This is basically the shell "[" a.k.a. "test" program.

Do note that unlike more usual bourne-shells, this does not short-circuit logical evaluations, e.g. falseness of the left side of an AND does not eliminate evaluation of the right side!

Usual "test" precautions with things like parameter data prefixing with some character so that it will not become treated as one of the control options.

Not:
  [ "$(funcname ...)" ]
  [ "$varname" = "value" ]

Ok:
  [ "z$(funcname ...)" ]
  [ "z$varname" = "zvalue" ]


21.5.4. attributes

Syntax:

attributes object-reference



Return Values:

The property list symbol (4th) component of an address quad.

Options:

none

Notes:

none

21.5.5. basename

Syntax:

basename pathname [suffix]



Return Values:

0

ok, result string to stdout.

1

Error.



Options:

If a suffix is given and matches the filename, the suffix too is stripped from the filename.

There are no "-"-type options.

Notes:

Prints the base filename of the pathname.

21.5.6. break

Syntax:

while ...
do
   ...
   break
   ...
done

case ...
   ...
   break
   ...
esac


Return Values:

1



Options:

none

Notes:

none

21.5.7. builtin

Syntax:

NOT IMPLEMENTED!

builtin {builtin command name, and its params}



Return Values:

0



Options:

none

Notes:

NOT IMPLEMENTED!

Ensures that named command is builtin within the scheduler, and not a) external, b) script based.

21.5.8. car

Syntax:

car object-reference



Return Values:

Pointer to copied lisp-object of object-reference's car operation.

Options:

none

Notes:

This command is synonymous to the channel (at Section 21.5.12), and first (at Section 21.5.25) functions.

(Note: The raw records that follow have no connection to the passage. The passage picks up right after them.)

//! Setup screen: teams and match rules

use ratatui::{
    prelude::*,
    widgets::{List, ListItem, Paragraph, Wrap},
};

use super::helpers::panel;
use crate::app::{App, SetupField};
use crate::theme::{
    AMBER_WARNING, BG_TERTIARY, BORDER_SUBTLE, CYAN_PRIMARY, GREEN_SUCCESS, TEXT_MUTED,
    TEXT_PRIMARY, TEXT_SECONDARY, VIOLET_ACCENT,
};

fn on_off(value: bool) -> &'static str {
    if value { "on" } else { "off" }
}

fn field_row(label: &str, value: String, focused: bool) -> ListItem<'static> {
    let marker = if focused { "› " } else { "  " };
    let (label_style, value_style) = if focused {
        (
            Style::default().fg(CYAN_PRIMARY).add_modifier(Modifier::BOLD),
            Style::default().fg(TEXT_PRIMARY).bg(BG_TERTIARY),
        )
    } else {
        (
            Style::default().fg(TEXT_SECONDARY),
            Style::default().fg(TEXT_PRIMARY),
        )
    };
    ListItem::new(Line::from(vec![
        Span::styled(marker, Style::default().fg(CYAN_PRIMARY)),
        Span::styled(format!("{:<22}", label), label_style),
        Span::styled(format!(" ‹ {} › ", value), value_style),
    ]))
}

fn render_teams(frame: &mut Frame, area: Rect, app: &App) {
    let field = app.setup.field;
    let layout = Layout::default()
        .direction(Direction::Vertical)
        .constraints([Constraint::Length(3), Constraint::Min(3)])
        .split(area);

    // Name input
    let editing = field == SetupField::TeamName;
    let border = if editing { CYAN_PRIMARY } else { BORDER_SUBTLE };
    let mut input = vec![Span::styled(
        app.setup.team_name.clone(),
        Style::default().fg(TEXT_PRIMARY),
    )];
    if editing {
        input.push(Span::styled("█", Style::default().fg(CYAN_PRIMARY)));
    } else if app.setup.team_name.is_empty() {
        input.push(Span::styled("team name", Style::default().fg(TEXT_MUTED)));
    }
    frame.render_widget(
        Paragraph::new(Line::from(input)).block(panel("New team", border)),
        layout[0],
    );

    // Team list
    let teams = app.game.teams();
    let items: Vec<ListItem> = if teams.is_empty() {
        vec![ListItem::new(Span::styled(
            "No teams yet. Type a name and press Enter.",
            Style::default().fg(TEXT_MUTED),
        ))]
    } else {
        teams
            .iter()
            .enumerate()
            .map(|(i, team)| {
                let selected = field == SetupField::Teams && i == app.setup.selected_team;
                let style = if selected {
                    Style::default().fg(VIOLET_ACCENT).add_modifier(Modifier::BOLD)
                } else {
                    Style::default().fg(TEXT_PRIMARY)
                };
                ListItem::new(Line::from(vec![
                    Span::styled(format!("{}. ", i + 1), Style::default().fg(TEXT_MUTED)),
                    Span::styled(team.name.clone(), style),
                    Span::styled(format!("  {} pts", team.points), Style::default().fg(TEXT_MUTED)),
                ]))
            })
            .collect()
    };
    let border = if field == SetupField::Teams { CYAN_PRIMARY } else { BORDER_SUBTLE };
    frame.render_widget(
        List::new(items).block(panel(&format!("Teams ({})", teams.len()), border)),
        layout[1],
    );
}

fn render_rules(frame: &mut Frame, area: Rect, app: &App) {
    let settings = app.game.settings();
    let field = app.setup.field;
    let rows = [
        (SetupField::RoundSeconds, "Round length", format!("{}s", settings.round_seconds)),
        (SetupField::TargetPoints, "Points to win", settings.target_points.to_string()),
        (
            SetupField::MaxPointsPerCard,
            "Max points per card",
            settings.max_points_per_card.to_string(),
        ),
        (
            SetupField::AutoPass,
            "Auto-pass at max",
            on_off(settings.auto_pass_on_max_points).to_string(),
        ),
        (
            SetupField::ShowCard,
            "Show card on draw",
            on_off(settings.show_card_by_default).to_string(),
        ),
        (SetupField::AiOnly, "AI-only deck", on_off(settings.ai_only_mode).to_string()),
        (
            SetupField::AiDifficulty,
            "AI difficulty",
            settings.ai_difficulty.label().to_string(),
        ),
        (
            SetupField::AiLanguage,
            "AI language",
            settings.ai_language.label().to_string(),
        ),
    ];

    let mut items: Vec<ListItem> = rows
        .into_iter()
        .map(|(row, label, value)| field_row(label, value, row == field))
        .collect();

    let key_line = if settings.has_api_key() {
        Span::styled("  AI: key configured", Style::default().fg(GREEN_SUCCESS))
    } else {
        Span::styled("  AI: no API key (k to add)", Style::default().fg(TEXT_MUTED))
    };
    items.push(ListItem::new(Line::from("")));
    items.push(ListItem::new(Line::from(key_line)));

    let focused = !matches!(field, SetupField::TeamName | SetupField::Teams);
    let border = if focused { CYAN_PRIMARY } else { BORDER_SUBTLE };
    frame.render_widget(List::new(items).block(panel("Rules", border)), area);
}

fn render_config_notes(frame: &mut Frame, area: Rect, app: &App) {
    let check = &app.config_check;
    let mut lines: Vec<Line> = check
        .warnings
        .iter()
        .map(|w| Line::from(Span::styled(format!("⚠ {}", w), Style::default().fg(AMBER_WARNING))))
        .collect();
    lines.extend(check.suggestions.iter().map(|s| {
        Line::from(Span::styled(format!("• {}", s), Style::default().fg(TEXT_SECONDARY)))
    }));
    let border = if check.is_valid() { BORDER_SUBTLE } else { AMBER_WARNING };
    frame.render_widget(
        Paragraph::new(lines)
            .block(panel("Configuration", border))
            .wrap(Wrap { trim: true }),
        area,
    );
}

pub fn render(frame: &mut Frame, area: Rect, app: &App) {
    let check = &app.config_check;
    let notes = check.warnings.len() + check.suggestions.len();
    let notes_height = if notes == 0 { 0 } else { notes as u16 + 2 };

    let rows = Layout::default()
        .direction(Direction::Vertical)
        .constraints([Constraint::Min(8), Constraint::Length(notes_height)])
        .split(area);

    let columns = Layout::default()
        .direction(Direction::Horizontal)
        .constraints([Constraint::Percentage(45), Constraint::Percentage(55)])
        .split(rows[0]);

    render_teams(frame, columns[0], app);
    render_rules(frame, columns[1], app);
    if notes_height > 0 {
        render_config_notes(frame, rows[1], app);
    }
}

This version name is for die-hard LISP fans ;-)

21.5.9. cat

Syntax:

cat filenames...



Return Values:

Output into stdout, which can be piped ZMailer router script internally to next receiver in a pipeline.

Options:

none

Notes:

The filenames to be "cat:ed" together need to be regular files.

21.5.10. cd

Syntax:

cd [directory]



Return Values:

0

cd successful.

1

Error, can't find $HOME environment variable.

1

Error, internal chdir(2) call failed. The stderr gets an error string.

64

Bad parameters (too many). (Usage.)



Options:

none

Notes:

none

21.5.11. cdr

Syntax:

cdr object-reference



Return Values:

Pointer to copied lisp-object of object-reference's cdr operation.

Options:

none

Notes:

This command is synonymous to the rest function (at Section 21.5.51).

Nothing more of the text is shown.